*EXERCISE DATA*:
#![forbid(unsafe_code)]

use mb_engines::identifier::load_user_id;
use mb_engines::transport::{read_attribution_cookie, read_install_intent, read_pre_install};
use mb_engines::{AttributionPolicy, UrlHandoff};
use mb_kernel_contracts::attribution::{AttributionRecord, InstallIntentRecord, UtmParams};
use mb_kernel_contracts::fingerprint::DeviceFingerprint;
use mb_kernel_contracts::identity::UserIdentifier;
use mb_kernel_contracts::message::ContextMessage;
use mb_kernel_contracts::transport::RecoveryMethod;
use mb_kernel_contracts::{storage_keys, UnixTimeMs, Validate};
use mb_storage::{read_stamped, CookieJar, KeyValueBackend, Stamped};
use tracing::{debug, info};
use url::Url;

use crate::channel::{request_with_timeout, MessageChannel, UnavailableChannel};

#[derive(Debug, Clone, Copy, PartialEq, Eq, Hash)]
pub enum SourceKind {
    Url,
    PreInstallStorage,
    LandingStorage,
    Cookie,
    ExtensionMessage,
}

/// Strict attempt order; the first accepted candidate wins.
pub const RECOVERY_ORDER: [SourceKind; 5] = [
    SourceKind::Url,
    SourceKind::PreInstallStorage,
    SourceKind::LandingStorage,
    SourceKind::Cookie,
    SourceKind::ExtensionMessage,
];

impl SourceKind {
    pub const fn method(self) -> RecoveryMethod {
        match self {
            Self::Url => RecoveryMethod::UrlParametersComplete,
            Self::PreInstallStorage => RecoveryMethod::LocalStoragePreInstall,
            Self::LandingStorage => RecoveryMethod::LocalStorageLanding,
            Self::Cookie => RecoveryMethod::Cookie,
            Self::ExtensionMessage => RecoveryMethod::ExtensionMessage,
        }
    }
}

/// Where this context can look for attribution left by another one.
pub struct RecoverySources<'a, B: ?Sized, C = UnavailableChannel> {
    pub url: Option<&'a Url>,
    pub page: &'a B,
    pub cookies: &'a CookieJar,
    pub host: &'a str,
    pub channel: Option<&'a C>,
}

impl<'a, B> RecoverySources<'a, B, UnavailableChannel>
where
    B: KeyValueBackend + ?Sized,
{
    pub fn new(page: &'a B, cookies: &'a CookieJar, host: &'a str) -> Self {
        Self {
            url: None,
            page,
            cookies,
            host,
            channel: None,
        }
    }
}

impl<'a, B: ?Sized, C> RecoverySources<'a, B, C> {
    pub fn with_url(mut self, url: &'a Url) -> Self {
        self.url = Some(url);
        self
    }

    pub fn with_channel<C2: MessageChannel>(self, channel: &'a C2) -> RecoverySources<'a, B, C2> {
        RecoverySources {
            url: self.url,
            page: self.page,
            cookies: self.cookies,
            host: self.host,
            channel: Some(channel),
        }
    }
}

/// What this context already knows about itself, used to judge candidates.
#[derive(Debug, Clone, PartialEq, Eq)]
pub struct LocalEvidence {
    pub fingerprint: DeviceFingerprint,
    pub stored_user_id: Option<UserIdentifier>,
    pub install_intent: Option<InstallIntentRecord>,
}

impl LocalEvidence {
    pub fn gather<B>(page: &B, fingerprint: DeviceFingerprint) -> Self
    where
        B: KeyValueBackend + ?Sized,
    {
        Self {
            fingerprint,
            stored_user_id: load_user_id(page),
            install_intent: read_install_intent(page),
        }
    }
}

/// Why a recovered candidate was trusted.
#[derive(Debug, Clone, Copy, PartialEq, Eq)]
pub enum Corroboration {
    ExplicitHandoff,
    FingerprintMatch,
    StoredIdentifierMatch,
    RecentInstallIntent,
}

#[derive(Debug, Clone, PartialEq, Eq)]
pub struct Recovered {
    pub record: AttributionRecord,
    pub user_id: Option<UserIdentifier>,
    pub device_id: Option<DeviceFingerprint>,
    pub method: RecoveryMethod,
    pub corroboration: Corroboration,
}

impl Recovered {
    /// Both identifiers arrived and can be adopted by this context.
    pub fn identifiers(&self) -> Option<(&UserIdentifier, &DeviceFingerprint)> {
        Some((self.user_id.as_ref()?, self.device_id.as_ref()?))
    }
}

struct Candidate {
    record: AttributionRecord,
    user_id: Option<UserIdentifier>,
    device_id: Option<DeviceFingerprint>,
}

impl Candidate {
    fn from_record(record: AttributionRecord) -> Self {
        Self {
            user_id: record.user_id.clone(),
            device_id: record.fingerprint.clone(),
            record,
        }
    }
}

pub struct AttributionReconciler {
    policy: AttributionPolicy,
}

impl AttributionReconciler {
    pub fn new(policy: AttributionPolicy) -> Self {
        Self { policy }
    }

    pub fn policy(&self) -> &AttributionPolicy {
        &self.policy
    }

    /// Tries every source in `RECOVERY_ORDER` and returns the first candidate that passes the
    /// trust rule. A rejected or missing candidate moves on to the next source. `None` is the
    /// expected outcome for a visitor nobody handed off.
    pub async fn recover<B, C>(
        &self,
        sources: &RecoverySources<'_, B, C>,
        evidence: &LocalEvidence,
        now: UnixTimeMs,
    ) -> Option<Recovered>
    where
        B: KeyValueBackend + ?Sized,
        C: MessageChannel,
    {
        for kind in RECOVERY_ORDER {
            let candidate = match kind {
                SourceKind::Url => sources.url.and_then(|url| self.from_url(url)),
                SourceKind::PreInstallStorage => self.from_pre_install(sources.page, now),
                SourceKind::LandingStorage => self.from_landing(sources.page, now),
                SourceKind::Cookie => from_cookie(sources.cookies, sources.host, now),
                SourceKind::ExtensionMessage => match sources.channel {
                    Some(channel) => self.from_extension(channel).await,
                    None => None,
                },
            };
            let Some(candidate) = candidate else {
                debug!(source = ?kind, "no attribution candidate");
                continue;
            };
            let Some(corroboration) = self.corroborate(kind, &candidate, evidence, now) else {
                info!(source = ?kind, "attribution candidate rejected, no corroboration");
                continue;
            };
            let method = kind.method();
            info!(
                recovery_method = method.as_str(),
                corroboration = ?corroboration,
                "attribution recovered"
            );
            return Some(Recovered {
                record: candidate.record,
                user_id: candidate.user_id,
                device_id: candidate.device_id,
                method,
                corroboration,
            });
        }
        debug!("no attribution recovered from any source");
        None
    }

    fn corroborate(
        &self,
        kind: SourceKind,
        candidate: &Candidate,
        evidence: &LocalEvidence,
        now: UnixTimeMs,
    ) -> Option<Corroboration> {
        if kind == SourceKind::Url {
            return Some(Corroboration::ExplicitHandoff);
        }
        if candidate.device_id.as_ref() == Some(&evidence.fingerprint) {
            return Some(Corroboration::FingerprintMatch);
        }
        if candidate.user_id.is_some() && candidate.user_id == evidence.stored_user_id {
            return Some(Corroboration::StoredIdentifierMatch);
        }
        evidence
            .install_intent
            .as_ref()
            .filter(|intent| intent.is_recent(now, self.policy.install_intent_window_ms))
            .map(|_| Corroboration::RecentInstallIntent)
    }

    fn from_url(&self, url: &Url) -> Option<Candidate> {
        let handoff = UrlHandoff::from_url(url);
        if !handoff.is_complete() {
            if handoff.user_id.is_some() || handoff.device_id.is_some() {
                debug!("partial url hand-off ignored");
            }
            return None;
        }
        Some(Candidate {
            record: handoff.record,
            user_id: handoff.user_id,
            device_id: handoff.device_id,
        })
    }

    fn from_pre_install<B>(&self, page: &B, now: UnixTimeMs) -> Option<Candidate>
    where
        B: KeyValueBackend + ?Sized,
    {
        let stamped = read_pre_install(page)?;
        if stamped.age_ms(now) > self.policy.retention_ms {
            debug!(age_ms = stamped.age_ms(now), "pre-install snapshot expired");
            return None;
        }
        let payload = stamped.value;
        Some(Candidate {
            record: payload.attribution,
            user_id: Some(payload.user_id),
            device_id: Some(payload.device_id),
        })
    }

    fn from_landing<B>(&self, page: &B, now: UnixTimeMs) -> Option<Candidate>
    where
        B: KeyValueBackend + ?Sized,
    {
        let stamped: Stamped<AttributionRecord> = read_stamped(page, storage_keys::LANDING_ATTRIBUTION)?;
        if stamped.age_ms(now) > self.policy.retention_ms {
            return None;
        }
        Some(Candidate::from_record(stamped.value))
    }

    async fn from_extension<C: MessageChannel>(&self, channel: &C) -> Option<Candidate> {
        let response = match request_with_timeout(
            channel,
            ContextMessage::fetch_attribution(),
            self.policy.message_timeout_ms,
        )
        .await
        {
            Ok(response) => response,
            Err(err) => {
                debug!(error = %err, "extension attribution unavailable");
                return None;
            }
        };
        if !response.success {
            debug!(error = response.error.as_deref().unwrap_or(""), "extension refused attribution request");
            return None;
        }
        let record: AttributionRecord = match serde_json::from_value(response.data?) {
            Ok(record) => record,
            Err(err) => {
                debug!(error = %err, "extension attribution malformed");
                return None;
            }
        };
        match record.validate() {
            Ok(()) => Some(Candidate::from_record(record)),
            Err(err) => {
                debug!(error = %err, "extension attribution invalid");
                None
            }
        }
    }
}

fn from_cookie(cookies: &CookieJar, host: &str, now: UnixTimeMs) -> Option<Candidate> {
    let cookie = read_attribution_cookie(cookies, host, now)?;
    let record = AttributionRecord {
        utm: UtmParams {
            utm_source: cookie.utm,
            ..UtmParams::default()
        },
        captured_at: now,
        fingerprint: Some(cookie.did.clone()),
        user_id: Some(cookie.uid.clone()),
        ..AttributionRecord::default()
    };
    Some(Candidate {
        record,
        user_id: Some(cookie.uid),
        device_id: Some(cookie.did),
    })
}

*WORK ITEM*: Please transcribe the data exactly from its first line. End with the line that contains "use mb_kernel_contracts::identity::UserIdentifier;".

*RESULT*:
#![forbid(unsafe_code)]

use mb_engines::identifier::load_user_id;
use mb_engines::transport::{read_attribution_cookie, read_install_intent, read_pre_install};
use mb_engines::{AttributionPolicy, UrlHandoff};
use mb_kernel_contracts::attribution::{AttributionRecord, InstallIntentRecord, UtmParams};
use mb_kernel_contracts::fingerprint::DeviceFingerprint;
use mb_kernel_contracts::identity::UserIdentifier;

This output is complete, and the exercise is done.